* **Action item**:
The data are to be restated in full, exactly as presented.

(Given information begins)

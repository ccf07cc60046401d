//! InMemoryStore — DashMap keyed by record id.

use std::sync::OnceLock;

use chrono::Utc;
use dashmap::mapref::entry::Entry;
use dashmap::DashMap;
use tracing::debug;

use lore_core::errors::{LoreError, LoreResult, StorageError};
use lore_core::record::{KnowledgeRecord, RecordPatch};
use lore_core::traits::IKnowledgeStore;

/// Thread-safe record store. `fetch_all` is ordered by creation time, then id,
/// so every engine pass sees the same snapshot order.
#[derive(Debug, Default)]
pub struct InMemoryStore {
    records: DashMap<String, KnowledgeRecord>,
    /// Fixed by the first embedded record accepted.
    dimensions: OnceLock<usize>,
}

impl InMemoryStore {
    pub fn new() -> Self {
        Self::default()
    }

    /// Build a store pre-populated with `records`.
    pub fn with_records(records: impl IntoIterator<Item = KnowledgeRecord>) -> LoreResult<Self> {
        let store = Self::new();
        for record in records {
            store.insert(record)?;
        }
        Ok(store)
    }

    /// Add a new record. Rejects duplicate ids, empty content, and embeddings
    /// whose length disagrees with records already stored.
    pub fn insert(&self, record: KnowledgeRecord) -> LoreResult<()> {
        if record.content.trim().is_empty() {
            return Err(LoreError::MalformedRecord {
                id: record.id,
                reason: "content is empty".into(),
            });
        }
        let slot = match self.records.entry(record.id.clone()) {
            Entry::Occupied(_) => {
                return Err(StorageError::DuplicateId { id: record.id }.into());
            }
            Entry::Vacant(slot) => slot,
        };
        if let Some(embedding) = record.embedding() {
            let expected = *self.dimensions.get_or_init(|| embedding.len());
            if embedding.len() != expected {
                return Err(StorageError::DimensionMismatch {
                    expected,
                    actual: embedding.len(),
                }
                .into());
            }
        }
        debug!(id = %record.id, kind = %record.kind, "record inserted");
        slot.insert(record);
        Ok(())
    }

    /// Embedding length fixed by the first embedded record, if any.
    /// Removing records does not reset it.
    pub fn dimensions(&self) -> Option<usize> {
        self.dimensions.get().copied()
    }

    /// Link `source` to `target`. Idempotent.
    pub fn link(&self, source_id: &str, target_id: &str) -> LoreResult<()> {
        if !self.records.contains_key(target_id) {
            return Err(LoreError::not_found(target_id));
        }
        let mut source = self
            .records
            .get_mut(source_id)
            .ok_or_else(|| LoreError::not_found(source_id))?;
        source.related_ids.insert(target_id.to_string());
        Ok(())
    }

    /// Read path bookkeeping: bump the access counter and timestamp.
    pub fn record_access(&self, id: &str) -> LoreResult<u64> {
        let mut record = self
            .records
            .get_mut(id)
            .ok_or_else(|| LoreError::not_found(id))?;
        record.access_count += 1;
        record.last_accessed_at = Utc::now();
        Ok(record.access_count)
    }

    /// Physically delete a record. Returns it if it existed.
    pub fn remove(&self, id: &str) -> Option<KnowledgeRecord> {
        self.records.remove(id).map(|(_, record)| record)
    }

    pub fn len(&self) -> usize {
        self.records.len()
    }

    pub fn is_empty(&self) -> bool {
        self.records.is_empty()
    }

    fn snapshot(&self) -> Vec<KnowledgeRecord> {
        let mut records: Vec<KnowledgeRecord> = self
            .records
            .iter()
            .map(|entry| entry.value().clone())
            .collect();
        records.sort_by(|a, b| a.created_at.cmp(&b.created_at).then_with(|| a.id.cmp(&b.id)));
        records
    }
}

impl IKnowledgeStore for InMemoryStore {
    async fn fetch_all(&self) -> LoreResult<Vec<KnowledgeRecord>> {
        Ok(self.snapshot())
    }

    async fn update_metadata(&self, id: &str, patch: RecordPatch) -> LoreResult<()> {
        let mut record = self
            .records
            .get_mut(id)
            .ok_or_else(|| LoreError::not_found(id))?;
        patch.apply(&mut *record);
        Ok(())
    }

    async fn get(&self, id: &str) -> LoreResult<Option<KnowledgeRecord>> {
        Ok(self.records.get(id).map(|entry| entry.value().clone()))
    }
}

(Given information ends)

* **Solution to this problem**:
repository ccf07cc60046401d
//! InMemoryStore — DashMap keyed by record id.

use std::sync::OnceLock;

use chrono::Utc;
use dashmap::mapref::entry::Entry;
use dashmap::DashMap;
use tracing::debug;

use lore_core::errors::{LoreError, LoreResult, StorageError};
use lore_core::record::{KnowledgeRecord, RecordPatch};
use lore_core::traits::IKnowledgeStore;

/// Thread-safe record store. `fetch_all` is ordered by creation time, then id,
/// so every engine pass sees the same snapshot order.
#[derive(Debug, Default)]
pub struct InMemoryStore {
    records: DashMap<String, KnowledgeRecord>,
    /// Fixed by the first embedded record accepted.
    dimensions: OnceLock<usize>,
}

impl InMemoryStore {
    pub fn new() -> Self {
        Self::default()
    }

    /// Build a store pre-populated with `records`.
    pub fn with_records(records: impl IntoIterator<Item = KnowledgeRecord>) -> LoreResult<Self> {
        let store = Self::new();
        for record in records {
            store.insert(record)?;
        }
        Ok(store)
    }

    /// Add a new record. Rejects duplicate ids, empty content, and embeddings
    /// whose length disagrees with records already stored.
    pub fn insert(&self, record: KnowledgeRecord) -> LoreResult<()> {
        if record.content.trim().is_empty() {
            return Err(LoreError::MalformedRecord {
                id: record.id,
                reason: "content is empty".into(),
            });
        }
        let slot = match self.records.entry(record.id.clone()) {
            Entry::Occupied(_) => {
                return Err(StorageError::DuplicateId { id: record.id }.into());
            }
            Entry::Vacant(slot) => slot,
        };
        if let Some(embedding) = record.embedding() {
            let expected = *self.dimensions.get_or_init(|| embedding.len());
            if embedding.len() != expected {
                return Err(StorageError::DimensionMismatch {
                    expected,
                    actual: embedding.len(),
                }
                .into());
            }
        }
        debug!(id = %record.id, kind = %record.kind, "record inserted");
        slot.insert(record);
        Ok(())
    }

    /// Embedding length fixed by the first embedded record, if any.
    /// Removing records does not reset it.
    pub fn dimensions(&self) -> Option<usize> {
        self.dimensions.get().copied()
    }

    /// Link `source` to `target`. Idempotent.
    pub fn link(&self, source_id: &str, target_id: &str) -> LoreResult<()> {
        if !self.records.contains_key(target_id) {
            return Err(LoreError::not_found(target_id));
        }
        let mut source = self
            .records
            .get_mut(source_id)
            .ok_or_else(|| LoreError::not_found(source_id))?;
        source.related_ids.insert(target_id.to_string());
        Ok(())
    }

    /// Read path bookkeeping: bump the access counter and timestamp.
    pub fn record_access(&self, id: &str) -> LoreResult<u64> {
        let mut record = self
            .records
            .get_mut(id)
            .ok_or_else(|| LoreError::not_found(id))?;
        record.access_count += 1;
        record.last_accessed_at = Utc::now();
        Ok(record.access_count)
    }

    /// Physically delete a record. Returns it if it existed.
    pub fn remove(&self, id: &str) -> Option<KnowledgeRecord> {
        self.records.remove(id).map(|(_, record)| record)
    }

    pub fn len(&self) -> usize {
        self.records.len()
    }

    pub fn is_empty(&self) -> bool {
        self.records.is_empty()
    }

    fn snapshot(&self) -> Vec<KnowledgeRecord> {
        let mut records: Vec<KnowledgeRecord> = self
            .records
            .iter()
            .map(|entry| entry.value().clone())
            .collect();
        records.sort_by(|a, b| a.created_at.cmp(&b.created_at).then_with(|| a.id.cmp(&b.id)));
        records
    }
}

impl IKnowledgeStore for InMemoryStore {
    async fn fetch_all(&self) -> LoreResult<Vec<KnowledgeRecord>> {
        Ok(self.snapshot())
    }

    async fn update_metadata(&self, id: &str, patch: RecordPatch) -> LoreResult<()> {
        let mut record = self
            .records
            .get_mut(id)
            .ok_or_else(|| LoreError::not_found(id))?;
        patch.apply(&mut *record);
        Ok(())
    }

    async fn get(&self, id: &str) -> LoreResult<Option<KnowledgeRecord>> {
        Ok(self.records.get(id).map(|entry| entry.value().clone()))
    }
}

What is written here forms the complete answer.